[Start of section]

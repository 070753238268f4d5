//! Full per-mode resolution of a variable, the input of the reference graph

use std::collections::HashSet;

use indexmap::IndexMap;
use log::warn;
use serde::Serialize;

use crate::error::ExportError;
use crate::variables::{ResolvedType, Variable, VariableStore, VariableValue};

use super::VariableRef;
use super::cross_collection::{
    ResolvedEntry, ResolvedTree, ResolvedValue, Unresolved, resolve_in_other_collection,
};

/// Outcome of one mode of a variable
#[derive(Debug, Clone, PartialEq, Serialize)]
#[serde(rename_all = "camelCase")]
pub struct ModeResolution {
    pub mode_name: String,
    pub value: ResolvedValue,
}

/// A variable paired with the resolution of every mode of its collection
#[derive(Debug, Clone, PartialEq, Serialize)]
#[serde(rename_all = "camelCase")]
pub struct ResolutionResult {
    pub variable: VariableRef,
    pub resolved_type: ResolvedType,
    /// Keyed by mode id
    pub modes: IndexMap<String, ModeResolution>,
}

/// Resolve every mode of `variable`.
///
/// An alias to a variable that has a value in the same mode is followed within that
/// mode. An alias to a variable of another collection is expanded into that
/// collection's full breakdown. Every hop is an entry whose `variable` names the
/// referenced variable.
pub fn resolve_variable(variable: &Variable, store: &VariableStore) -> ResolutionResult {
    let modes: Vec<(String, String)> = match store.collection_of(variable) {
        Ok(collection) => collection
            .modes
            .iter()
            .map(|mode| (mode.mode_id.clone(), mode.name.clone()))
            .collect(),
        Err(_) => variable
            .values_by_mode
            .keys()
            .map(|mode_id| (mode_id.clone(), mode_id.clone()))
            .collect(),
    };

    let mut resolved = IndexMap::new();
    for (mode_id, mode_name) in modes {
        let Some(value) = variable.value_for_mode(&mode_id) else {
            continue;
        };
        let mut visited = HashSet::from([variable.id.clone()]);
        let value = resolve_value(value, &mode_id, &mode_name, store, &mut visited);
        resolved.insert(mode_id, ModeResolution { mode_name, value });
    }

    ResolutionResult {
        variable: VariableRef::new(variable, store),
        resolved_type: variable.resolved_type,
        modes: resolved,
    }
}

/// Resolve every variable of the store, in store order
pub fn resolve_all(store: &VariableStore) -> Vec<ResolutionResult> {
    store
        .variables()
        .map(|variable| resolve_variable(variable, store))
        .collect()
}

fn resolve_value(
    value: &VariableValue,
    mode_id: &str,
    mode_name: &str,
    store: &VariableStore,
    visited: &mut HashSet<String>,
) -> ResolvedValue {
    let alias = match value {
        VariableValue::Literal(literal) => return ResolvedValue::Literal(literal.clone()),
        VariableValue::Alias(alias) => alias,
    };

    let Some(target) = store.variable(&alias.id) else {
        return ResolvedValue::Unresolved(Unresolved::VariableNotFound {
            id: alias.id.clone(),
        });
    };

    let target_value = match target.value_for_mode(mode_id) {
        Some(next) => {
            if !visited.insert(target.id.clone()) {
                warn!("Circular alias at '{}' in mode '{}'", target.name, mode_name);
                return ResolvedValue::Unresolved(Unresolved::Cycle {
                    id: target.id.clone(),
                });
            }
            let resolved = resolve_value(next, mode_id, mode_name, store, visited);
            visited.remove(&target.id);
            resolved
        }
        None => match resolve_in_other_collection(target, store, visited) {
            Ok(tree) => ResolvedValue::Modes(tree),
            Err(ExportError::CycleDetected { id }) => {
                warn!("Circular alias at '{}' while expanding '{}'", id, target.name);
                ResolvedValue::Unresolved(Unresolved::Cycle { id })
            }
            Err(ExportError::CollectionNotFound { id }) => {
                ResolvedValue::Unresolved(Unresolved::CollectionNotFound { id })
            }
            Err(e) => {
                warn!("Failed to expand '{}': {}", target.name, e);
                ResolvedValue::Unresolved(Unresolved::VariableNotFound {
                    id: target.id.clone(),
                })
            }
        },
    };

    let mut tree = ResolvedTree::new();
    tree.insert(
        mode_id.to_string(),
        ResolvedEntry {
            name: mode_name.to_string(),
            variable: Some(VariableRef::new(target, store)),
            value: target_value,
        },
    );
    ResolvedValue::Modes(tree)
}
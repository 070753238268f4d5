mod logging;

use std::env;
use std::path::{Path, PathBuf};
use std::process;

use log::{error, info};
use serde::Serialize;
use variable_export::error::{ExportResult, IoContext, JsonContext};
use variable_export::graph::{LayeredLayout, LayoutDirection};
use variable_export::{ExportConfig, ExportDocument, VariableStore, export_css, export_graph, export_theme_config};

#[derive(Debug, Default)]
struct Args {
    document: PathBuf,
    config: Option<PathBuf>,
    graph: Option<PathBuf>,
    theme: Option<PathBuf>,
    verbose: bool,
}

fn print_usage(program: &str) {
    // Use eprintln for usage info since logger isn't initialized yet
    eprintln!("Usage: {} <export.json> [--config <config.json>] [--graph <graph.json>] [--theme <theme.json>] [--verbose]", program);
    eprintln!("  <export.json>: variables and collections exported by the design tool");
    eprintln!("  The stylesheet is written to stdout.");
    eprintln!("Example: {} tokens.json --graph graph.json > tokens.css", program);
}

fn parse_args(args: &[String]) -> Option<Args> {
    let mut parsed = Args::default();
    let mut document = None;
    let mut iter = args.iter().skip(1);

    while let Some(arg) = iter.next() {
        match arg.as_str() {
            "--config" => parsed.config = Some(PathBuf::from(iter.next()?)),
            "--graph" => parsed.graph = Some(PathBuf::from(iter.next()?)),
            "--theme" => parsed.theme = Some(PathBuf::from(iter.next()?)),
            "--verbose" => parsed.verbose = true,
            other if other.starts_with("--") => return None,
            other => document = Some(PathBuf::from(other)),
        }
    }

    parsed.document = document?;
    Some(parsed)
}

fn write_json<T: Serialize>(path: &Path, value: &T) -> ExportResult<()> {
    let json = serde_json::to_string_pretty(value).with_json_context("Failed to serialize output")?;
    std::fs::write(path, json).with_path(path, "Failed to write output")
}

fn run(args: &Args) -> ExportResult<()> {
    let config = match &args.config {
        Some(path) => ExportConfig::load(path)?,
        None => ExportConfig::default(),
    };
    let store = VariableStore::from_document(ExportDocument::load(&args.document)?);
    info!(
        "Loaded {} collections and {} variables",
        store.collections().count(),
        store.variables().count()
    );

    println!("{}", export_css(&store, &config));

    if let Some(path) = &args.graph {
        let graph = export_graph(&store, &LayeredLayout::default(), LayoutDirection::LeftRight);
        write_json(path, &graph)?;
        info!("Graph written to {:?}", path);
    }

    if let Some(path) = &args.theme {
        write_json(path, &export_theme_config(&store, &config))?;
        info!("Theme config written to {:?}", path);
    }

    Ok(())
}

fn main() {
    let raw_args: Vec<String> = env::args().collect();
    let program = raw_args.first().map(String::as_str).unwrap_or("variable_export");

    let Some(args) = parse_args(&raw_args) else {
        print_usage(program);
        process::exit(1);
    };

    if let Err(e) = logging::init_logger(args.verbose) {
        eprintln!("Failed to initialize logger: {}", e);
    }
    info!("Variable export starting: {:?}", args);

    if let Err(e) = run(&args) {
        error!("Export failed: {}", e);
        process::exit(1);
    }
}
//! Error types for the export pipeline
//!
//! Most of these never reach the caller of the public entry points: the resolver,
//! the cross-collection expander and the scope repairer recover from them locally
//! and only log. They exist so the internals can propagate with `?`.

use std::path::PathBuf;
use thiserror::Error;

/// Main error type for export operations
#[derive(Error, Debug)]
pub enum ExportError {
    /// An alias chain revisited a variable that is already being resolved
    #[error("Circular alias detected at variable '{id}'")]
    CycleDetected { id: String },

    /// An alias points at a variable id that is not part of the known set
    #[error("Variable '{id}' not found")]
    VariableNotFound { id: String },

    /// A variable refers to a collection that is not part of the known set
    #[error("Collection '{id}' not found")]
    CollectionNotFound { id: String },

    /// The generated stylesheet could not be parsed
    #[error("CSS parse error: {message}")]
    CssParse { message: String },

    /// A custom property declaration could not be constructed
    #[error("Invalid declaration '{property}': {message}")]
    InvalidDeclaration { property: String, message: String },

    /// Tree-sitter language setup errors
    #[error("Failed to set up tree-sitter language: {message}")]
    TreeSitterLanguage { message: String },

    /// IO errors (reading the export document, writing artifacts)
    #[error("IO error on {path:?}: {message}")]
    Io {
        path: PathBuf,
        message: String,
        #[source]
        source: std::io::Error,
    },

    /// JSON parsing/serialization errors
    #[error("JSON error: {message}")]
    Json {
        message: String,
        #[source]
        source: serde_json::Error,
    },
}

/// Result type alias for export operations
pub type ExportResult<T> = Result<T, ExportError>;

/// Helper trait for converting IO errors with the path that caused them
pub trait IoContext<T> {
    fn with_path(self, path: impl Into<PathBuf>, message: &str) -> ExportResult<T>;
}

impl<T> IoContext<T> for Result<T, std::io::Error> {
    fn with_path(self, path: impl Into<PathBuf>, message: &str) -> ExportResult<T> {
        self.map_err(|e| ExportError::Io {
            path: path.into(),
            message: message.to_string(),
            source: e,
        })
    }
}

/// Helper trait for converting JSON errors with context
pub trait JsonContext<T> {
    fn with_json_context(self, message: &str) -> ExportResult<T>;
}

impl<T> JsonContext<T> for Result<T, serde_json::Error> {
    fn with_json_context(self, message: &str) -> ExportResult<T> {
        self.map_err(|e| ExportError::Json {
            message: message.to_string(),
            source: e,
        })
    }
}
//! Node placement for the reference graph
//!
//! The graph builder does not care how nodes are placed, only that placement is a
//! deterministic function of the graph. [`LayeredLayout`] is the default: a plain
//! longest-path layering where each edge points one layer further.

use std::collections::HashMap;

use serde::Serialize;

use super::{GraphEdge, GraphNode};

#[derive(Debug, Clone, Copy, PartialEq, Serialize)]
pub struct Position {
    pub x: f64,
    pub y: f64,
}

#[derive(Debug, Clone, Copy, PartialEq, Eq, Default)]
pub enum LayoutDirection {
    #[default]
    TopBottom,
    LeftRight,
}

/// Deterministic placement: the same nodes and edges always give the same positions
pub trait GraphLayout {
    fn layout(
        &self,
        nodes: &[GraphNode],
        edges: &[GraphEdge],
        direction: LayoutDirection,
    ) -> HashMap<String, Position>;
}

#[derive(Debug, Clone, Copy)]
pub struct LayeredLayout {
    pub node_width: f64,
    pub node_height: f64,
    /// Gap between nodes of the same layer
    pub node_gap: f64,
    /// Gap between layers
    pub layer_gap: f64,
}

impl Default for LayeredLayout {
    fn default() -> Self {
        Self {
            node_width: 180.0,
            node_height: 40.0,
            node_gap: 20.0,
            layer_gap: 80.0,
        }
    }
}

impl LayeredLayout {
    /// Layer of every node: sources sit at 0, each edge pushes its target one further.
    /// Relaxation stops after `nodes.len()` rounds so a cyclic input still terminates.
    fn layers(&self, nodes: &[GraphNode], edges: &[GraphEdge]) -> HashMap<String, usize> {
        let mut layers: HashMap<String, usize> =
            nodes.iter().map(|node| (node.id.clone(), 0)).collect();

        for _ in 0..nodes.len() {
            let mut changed = false;
            for edge in edges {
                let Some(&source_layer) = layers.get(&edge.source) else {
                    continue;
                };
                if let Some(target_layer) = layers.get_mut(&edge.target) {
                    if *target_layer < source_layer + 1 {
                        *target_layer = source_layer + 1;
                        changed = true;
                    }
                }
            }
            if !changed {
                break;
            }
        }
        layers
    }
}

impl GraphLayout for LayeredLayout {
    fn layout(
        &self,
        nodes: &[GraphNode],
        edges: &[GraphEdge],
        direction: LayoutDirection,
    ) -> HashMap<String, Position> {
        let layers = self.layers(nodes, edges);
        let mut next_slot: HashMap<usize, usize> = HashMap::new();
        let mut positions = HashMap::new();

        // Within a layer nodes keep their order in `nodes`
        for node in nodes {
            let layer = layers.get(&node.id).copied().unwrap_or(0);
            let slot = next_slot.entry(layer).or_insert(0);
            let along = *slot as f64;
            *slot += 1;

            let position = match direction {
                LayoutDirection::TopBottom => Position {
                    x: along * (self.node_width + self.node_gap),
                    y: layer as f64 * (self.node_height + self.layer_gap),
                },
                LayoutDirection::LeftRight => Position {
                    x: layer as f64 * (self.node_width + self.layer_gap),
                    y: along * (self.node_height + self.node_gap),
                },
            };
            positions.insert(node.id.clone(), position);
        }
        positions
    }
}
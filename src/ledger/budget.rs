use tracing::debug;

use crate::errors::{ChartError, LedgerError};
use crate::report::create_spend_chart;

use super::category::Category;

/// An ordered set of categories addressed by name.
#[derive(Debug, Clone, Default)]
pub struct Budget {
    categories: Vec<Category>,
}

impl Budget {
    pub fn new() -> Self {
        Self::default()
    }

    pub fn add_category(&mut self, category: Category) -> Result<(), LedgerError> {
        if self.position(category.name()).is_some() {
            return Err(LedgerError::DuplicateCategory(category.name().to_string()));
        }
        debug!(category = category.name(), "category added");
        self.categories.push(category);
        Ok(())
    }

    pub fn categories(&self) -> &[Category] {
        &self.categories
    }

    pub fn category(&self, name: &str) -> Option<&Category> {
        self.categories.iter().find(|category| category.name() == name)
    }

    pub fn category_mut(&mut self, name: &str) -> Option<&mut Category> {
        self.categories
            .iter_mut()
            .find(|category| category.name() == name)
    }

    /// Transfers between two members of the budget.
    ///
    /// Returns `Ok(false)` when the source lacks funds, like
    /// [`Category::transfer`].
    pub fn transfer(&mut self, amount: f64, from: &str, to: &str) -> Result<bool, LedgerError> {
        let source = self
            .position(from)
            .ok_or_else(|| LedgerError::UnknownCategory(from.to_string()))?;
        let target = self
            .position(to)
            .ok_or_else(|| LedgerError::UnknownCategory(to.to_string()))?;
        if source == target {
            return Err(LedgerError::SelfTransfer(from.to_string()));
        }

        let (source, target) = pair_mut(&mut self.categories, source, target);
        Ok(source.transfer(amount, target))
    }

    pub fn spend_chart(&self) -> Result<String, ChartError> {
        create_spend_chart(&self.categories)
    }

    fn position(&self, name: &str) -> Option<usize> {
        self.categories
            .iter()
            .position(|category| category.name() == name)
    }
}

/// Borrows two distinct entries mutably. `a` and `b` must differ.
fn pair_mut<T>(items: &mut [T], a: usize, b: usize) -> (&mut T, &mut T) {
    if a < b {
        let (head, tail) = items.split_at_mut(b);
        (&mut head[a], &mut tail[0])
    } else {
        let (head, tail) = items.split_at_mut(a);
        (&mut tail[0], &mut head[b])
    }
}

[End of section]

■ Exercise details ■
Repeat exactly the lines that run from the opening of the listing through the line holding "store, &mut visited);". Leave out everything else.

■ Task response ■
repository 070753238268f4d5
//! Full per-mode resolution of a variable, the input of the reference graph

use std::collections::HashSet;

use indexmap::IndexMap;
use log::warn;
use serde::Serialize;

use crate::error::ExportError;
use crate::variables::{ResolvedType, Variable, VariableStore, VariableValue};

use super::VariableRef;
use super::cross_collection::{
    ResolvedEntry, ResolvedTree, ResolvedValue, Unresolved, resolve_in_other_collection,
};

/// Outcome of one mode of a variable
#[derive(Debug, Clone, PartialEq, Serialize)]
#[serde(rename_all = "camelCase")]
pub struct ModeResolution {
    pub mode_name: String,
    pub value: ResolvedValue,
}

/// A variable paired with the resolution of every mode of its collection
#[derive(Debug, Clone, PartialEq, Serialize)]
#[serde(rename_all = "camelCase")]
pub struct ResolutionResult {
    pub variable: VariableRef,
    pub resolved_type: ResolvedType,
    /// Keyed by mode id
    pub modes: IndexMap<String, ModeResolution>,
}

/// Resolve every mode of `variable`.
///
/// An alias to a variable that has a value in the same mode is followed within that
/// mode. An alias to a variable of another collection is expanded into that
/// collection's full breakdown. Every hop is an entry whose `variable` names the
/// referenced variable.
pub fn resolve_variable(variable: &Variable, store: &VariableStore) -> ResolutionResult {
    let modes: Vec<(String, String)> = match store.collection_of(variable) {
        Ok(collection) => collection
            .modes
            .iter()
            .map(|mode| (mode.mode_id.clone(), mode.name.clone()))
            .collect(),
        Err(_) => variable
            .values_by_mode
            .keys()
            .map(|mode_id| (mode_id.clone(), mode_id.clone()))
            .collect(),
    };

    let mut resolved = IndexMap::new();
    for (mode_id, mode_name) in modes {
        let Some(value) = variable.value_for_mode(&mode_id) else {
            continue;
        };
        let mut visited = HashSet::from([variable.id.clone()]);
        let value = resolve_value(value, &mode_id, &mode_name, store, &mut visited);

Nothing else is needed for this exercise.